The pontiff’s call to negotiate with one’s enemy, if not to love them, was promptly rejected by Ukrainians, who said they would fly no flags other than the blue and yellow standard.

“Why won’t you share the stage with the Russians?” I’m asked again and again. “You need to find allies among them. It’s in your interest. And, in any case, not all of them support the war and those who do, well, they are fooled by the propaganda. They do not know what they are doing.”
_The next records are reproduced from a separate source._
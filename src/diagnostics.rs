// ABOUTME: Diagnostics accumulator for non-fatal warnings while creating a preview.
// ABOUTME: Recovered conditions are collected here and returned with the result.

use serde::Serialize;

/// Collects non-fatal warnings during preview operations.
#[derive(Debug, Default)]
pub struct Diagnostics {
    warnings: Vec<Warning>,
}

impl Diagnostics {
    /// Record a warning, auto-logging it via tracing.
    pub fn warn(&mut self, warning: Warning) {
        tracing::warn!(kind = ?warning.kind, "{}", warning.message);
        self.warnings.push(warning);
    }

    /// Get all collected warnings.
    pub fn warnings(&self) -> &[Warning] {
        &self.warnings
    }

    /// Check if any warnings were collected.
    pub fn has_warnings(&self) -> bool {
        !self.warnings.is_empty()
    }

    /// Move every warning from `other` into this accumulator without re-logging.
    pub fn absorb(&mut self, other: Diagnostics) {
        self.warnings.extend(other.warnings);
    }

    pub fn into_warnings(self) -> Vec<Warning> {
        self.warnings
    }
}

/// A non-fatal warning collected while creating a preview.
#[derive(Debug, Clone, PartialEq, Eq, Serialize)]
pub struct Warning {
    pub kind: WarningKind,
    pub message: String,
}

impl Warning {
    pub fn new(kind: WarningKind, message: impl Into<String>) -> Self {
        Self {
            kind,
            message: message.into(),
        }
    }

    /// Create a readiness warning (timeout or failed rollout check).
    pub fn readiness(message: impl Into<String>) -> Self {
        Self::new(WarningKind::ReadinessTimeout, message)
    }

    /// Create a tunnel start warning.
    pub fn tunnel(message: impl Into<String>) -> Self {
        Self::new(WarningKind::TunnelFailed, message)
    }

    /// Create a port-forward warning.
    pub fn forward(message: impl Into<String>) -> Self {
        Self::new(WarningKind::ForwardFailed, message)
    }

    /// Create a warning for a strategy that could not build a URL.
    pub fn resolve(message: impl Into<String>) -> Self {
        Self::new(WarningKind::ResolveFailed, message)
    }

    /// Create an unreachable-service warning.
    pub fn unreachable(message: impl Into<String>) -> Self {
        Self::new(WarningKind::ProbeUnreachable, message)
    }
}

/// Categories of warnings that can occur while creating a preview.
#[derive(Debug, Clone, Copy, PartialEq, Eq, Serialize)]
#[serde(rename_all = "snake_case")]
pub enum WarningKind {
    /// Deployment did not report ready in time.
    ReadinessTimeout,
    /// Service tunnel process did not start.
    TunnelFailed,
    /// Local port-forward could not be established.
    ForwardFailed,
    /// A reachability strategy could not determine an address.
    ResolveFailed,
    /// No resolved URL answered.
    ProbeUnreachable,
}

#[cfg(test)]
mod tests {
    use super::*;

    #[test]
    fn diagnostics_starts_empty() {
        let diag = Diagnostics::default();
        assert!(!diag.has_warnings());
        assert!(diag.warnings().is_empty());
    }

    #[test]
    fn diagnostics_collects_warnings() {
        let mut diag = Diagnostics::default();

        diag.warn(Warning::readiness("deployment/shop not ready after 60s"));
        diag.warn(Warning::tunnel("minikube tunnel exited"));

        assert!(diag.has_warnings());
        assert_eq!(diag.warnings().len(), 2);
    }

    #[test]
    fn absorb_keeps_order() {
        let mut first = Diagnostics::default();
        first.warn(Warning::forward("a"));
        let mut second = Diagnostics::default();
        second.warn(Warning::unreachable("b"));

        first.absorb(second);
        let kinds: Vec<_> = first.warnings().iter().map(|w| w.kind).collect();
        assert_eq!(kinds, [WarningKind::ForwardFailed, WarningKind::ProbeUnreachable]);
    }

    #[test]
    fn warning_constructors_set_correct_kind() {
        assert_eq!(Warning::readiness("x").kind, WarningKind::ReadinessTimeout);
        assert_eq!(Warning::resolve("x").kind, WarningKind::ResolveFailed);
    }
}
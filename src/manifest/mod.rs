// ABOUTME: Manifest rendering from `{{placeholder}}` templates.
// ABOUTME: Documents are written under the state directory while they are applied.

mod document;
mod renderer;
mod store;

pub use document::{ManifestDocument, Placeholders, TemplateSet};
pub use renderer::{ManifestRenderer, RenderError};
pub use store::ManifestStore;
A victim, especially if she’s a woman, isn’t meant to hate – even if it is her enemies that she hates. She can hurt, suffer, grieve, but hatred is denied to her by social convention. If she wants to receive the charity of others (after all, caritas is a form of love), she too should show love and gratitude, not hatred and rage.

Loving one’s enemies, explains Ukrainka’s Miriam, is convenient for those who choose inaction, who prefer peace at any cost, even if this cost is measured in the innocent blood of the few. Speaking to one of the Messiah’s followers, she says: “You all allowed it that the Messiah / should give a bloody ransom for your souls. / And you received it with such ease! / Of course, you thanked him, some with tears / And others by sincerely loving his enemies”.
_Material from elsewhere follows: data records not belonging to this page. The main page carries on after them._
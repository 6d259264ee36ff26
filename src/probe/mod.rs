// ABOUTME: Service reachability: resolve a usable URL through ordered strategies, then verify it.
// ABOUTME: Tunnel + port-forward, node port on localhost, node IP + node port.

mod check;
mod reachability;
mod strategy;
mod tunnel;

pub use check::{ProbeSignal, check_url};
pub use reachability::{ProbeOutcome, ProbeTarget, ReachabilityProbe};
pub use strategy::{
    NodeIp, NodePortLocalhost, ResolveContext, ResolveStrategy, TunnelForward, TunnelState,
    strategies_for,
};
pub use tunnel::{CliTunnel, TunnelError, TunnelOps};
// ABOUTME: Local process execution for the kubectl, docker, git and tunnel CLIs.
// ABOUTME: Bounded command runs with captured output, plus detached background processes.

use std::fmt;
use std::fs::File;
use std::path::{Path, PathBuf};
use std::process::Stdio;
use std::time::Duration;
use tokio::process::{Child, Command};

use crate::config::ToolCommand;

/// Output from a completed command.
#[derive(Debug, Clone)]
pub struct CommandOutput {
    /// Exit code, `None` if the process was killed by a signal.
    pub exit_code: Option<i32>,
    /// Standard output.
    pub stdout: String,
    /// Standard error.
    pub stderr: String,
}

impl CommandOutput {
    pub fn success(&self) -> bool {
        self.exit_code == Some(0)
    }

    /// Stderr if present, otherwise stdout. CLIs disagree on where errors go.
    pub fn diagnostic(&self) -> &str {
        let stderr = self.stderr.trim();
        if stderr.is_empty() {
            self.stdout.trim()
        } else {
            stderr
        }
    }
}

/// Errors from spawning or waiting on a process.
#[derive(Debug, thiserror::Error)]
pub enum ProcessRunError {
    #[error("failed to spawn `{command}`: {source}")]
    Spawn {
        command: String,
        #[source]
        source: std::io::Error,
    },

    #[error("`{command}` timed out after {timeout:?}")]
    Timeout { command: String, timeout: Duration },

    #[error("failed to open log file {path:?}: {source}")]
    LogFile {
        path: PathBuf,
        #[source]
        source: std::io::Error,
    },
}

#[derive(Debug, Clone)]
struct Arg {
    value: String,
    secret: bool,
}

/// A command line to run. Secret arguments are masked in `Display`.
#[derive(Debug, Clone)]
pub struct CommandSpec {
    program: String,
    args: Vec<Arg>,
    cwd: Option<PathBuf>,
}

impl CommandSpec {
    pub fn new(program: impl Into<String>) -> Self {
        Self {
            program: program.into(),
            args: Vec::new(),
            cwd: None,
        }
    }

    /// Start from a configured tool, which may carry leading arguments
    /// (`docker compose`, `minikube tunnel`).
    pub fn tool(tool: &ToolCommand) -> Self {
        let mut spec = Self::new(tool.program());
        for arg in tool.leading_args() {
            spec = spec.arg(arg.as_str());
        }
        spec
    }

    pub fn arg(mut self, value: impl Into<String>) -> Self {
        self.args.push(Arg {
            value: value.into(),
            secret: false,
        });
        self
    }

    pub fn args<I, S>(mut self, values: I) -> Self
    where
        I: IntoIterator<Item = S>,
        S: Into<String>,
    {
        for value in values {
            self = self.arg(value);
        }
        self
    }

    pub fn secret_arg(mut self, value: impl Into<String>) -> Self {
        self.args.push(Arg {
            value: value.into(),
            secret: true,
        });
        self
    }

    pub fn current_dir(mut self, dir: impl AsRef<Path>) -> Self {
        self.cwd = Some(dir.as_ref().to_path_buf());
        self
    }

    pub fn program(&self) -> &str {
        &self.program
    }

    /// Plain argument values, for assertions and logging.
    pub fn arg_values(&self) -> Vec<&str> {
        self.args.iter().map(|a| a.value.as_str()).collect()
    }

    fn command(&self) -> Command {
        let mut cmd = Command::new(&self.program);
        cmd.args(self.args.iter().map(|a| a.value.as_str()));
        if let Some(ref cwd) = self.cwd {
            cmd.current_dir(cwd);
        }
        cmd.stdin(Stdio::null());
        cmd
    }
}

impl fmt::Display for CommandSpec {
    fn fmt(&self, f: &mut fmt::Formatter<'_>) -> fmt::Result {
        write!(f, "{}", self.program)?;
        for arg in &self.args {
            if arg.secret {
                write!(f, " ***")?;
            } else {
                write!(f, " {}", arg.value)?;
            }
        }
        Ok(())
    }
}

/// Run a command to completion, capturing its output.
///
/// The child is killed if the timeout expires.
pub async fn run(spec: &CommandSpec, timeout: Duration) -> Result<CommandOutput, ProcessRunError> {
    tracing::debug!(command = %spec, "running command");

    let mut cmd = spec.command();
    cmd.stdout(Stdio::piped())
        .stderr(Stdio::piped())
        .kill_on_drop(true);

    let child = cmd.spawn().map_err(|source| ProcessRunError::Spawn {
        command: spec.to_string(),
        source,
    })?;

    let output = tokio::time::timeout(timeout, child.wait_with_output())
        .await
        .map_err(|_| ProcessRunError::Timeout {
            command: spec.to_string(),
            timeout,
        })?
        .map_err(|source| ProcessRunError::Spawn {
            command: spec.to_string(),
            source,
        })?;

    let result = CommandOutput {
        exit_code: output.status.code(),
        stdout: String::from_utf8_lossy(&output.stdout).into_owned(),
        stderr: String::from_utf8_lossy(&output.stderr).into_owned(),
    };

    if !result.success() {
        tracing::debug!(
            command = %spec,
            exit_code = ?result.exit_code,
            stderr = %result.stderr.trim(),
            "command failed"
        );
    }

    Ok(result)
}

/// A process left running after this call returns.
#[derive(Debug)]
pub struct BackgroundProcess {
    child: Child,
    pid: Option<u32>,
    log_path: PathBuf,
}

impl BackgroundProcess {
    pub fn pid(&self) -> Option<u32> {
        self.pid
    }

    pub fn log_path(&self) -> &Path {
        &self.log_path
    }

    /// True while the process has not exited.
    pub fn is_running(&mut self) -> bool {
        matches!(self.child.try_wait(), Ok(None))
    }

    /// Kill the process now.
    pub async fn kill(mut self) {
        let _ = self.child.kill().await;
    }

    /// Release ownership without stopping the process.
    pub fn detach(self) -> Option<u32> {
        self.pid
    }
}

/// Spawn a long-running process with stdout and stderr appended to `log_path`.
///
/// The process outlives both the handle and this program; its output goes to a
/// file rather than a pipe so it does not die of a closed pipe once we exit.
pub fn spawn_background(
    spec: &CommandSpec,
    log_path: &Path,
) -> Result<BackgroundProcess, ProcessRunError> {
    tracing::debug!(command = %spec, log = %log_path.display(), "spawning background process");

    if let Some(parent) = log_path.parent() {
        std::fs::create_dir_all(parent).map_err(|source| ProcessRunError::LogFile {
            path: log_path.to_path_buf(),
            source,
        })?;
    }
    let log_error = |source| ProcessRunError::LogFile {
        path: log_path.to_path_buf(),
        source,
    };
    let stdout = File::options()
        .create(true)
        .append(true)
        .open(log_path)
        .map_err(log_error)?;
    let stderr = stdout.try_clone().map_err(log_error)?;

    let mut cmd = spec.command();
    cmd.stdout(Stdio::from(stdout))
        .stderr(Stdio::from(stderr))
        .kill_on_drop(false);

    let child = cmd.spawn().map_err(|source| ProcessRunError::Spawn {
        command: spec.to_string(),
        source,
    })?;
    let pid = child.id();

    Ok(BackgroundProcess {
        child,
        pid,
        log_path: log_path.to_path_buf(),
    })
}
When she’s reminded that the Messiah was the one who said that his followers should love their enemies, she responds: “And you rejoiced! It’s safer thus for you: / the soul is saved, the body will not perish”.

Her refusal to love her enemies makes her a heretic, a sinner, but it is her hatred of those who should be perceived as friends that makes her an outcast.

At the end of the play, the crowd, outraged by Miriam’s disobedience, her heresies, her refusal to love in the ‘right’ way, and her pride in her sins – the same crowd for whose sins the Messiah gave his life – stones Miriam to death.

In the 1980s, when the Cold War seemed to be nearing its end, and much of the West rejoiced that its former enemies in Moscow had embraced reform and could be loved again, Myroslav Marynovych, a Ukrainian dissident and a founding member of the Ukrainian Helsinki Group advocating for human rights, was finishing a decade-long sentence in a soviet high-security camp.

Years later, when he visited London, I heard him speak of love. He shared that one of the key lessons he had learned came from a fellow dissident, Mykhailyna Kotsiubynska, who had advised him not to strive to love humanity in general but to focus on loving specific people. Kotsiubynska was a literary scholar and I wonder if she, and subsequently Marynovych, were inspired by Lesia Ukrainka’s Woman Possessed.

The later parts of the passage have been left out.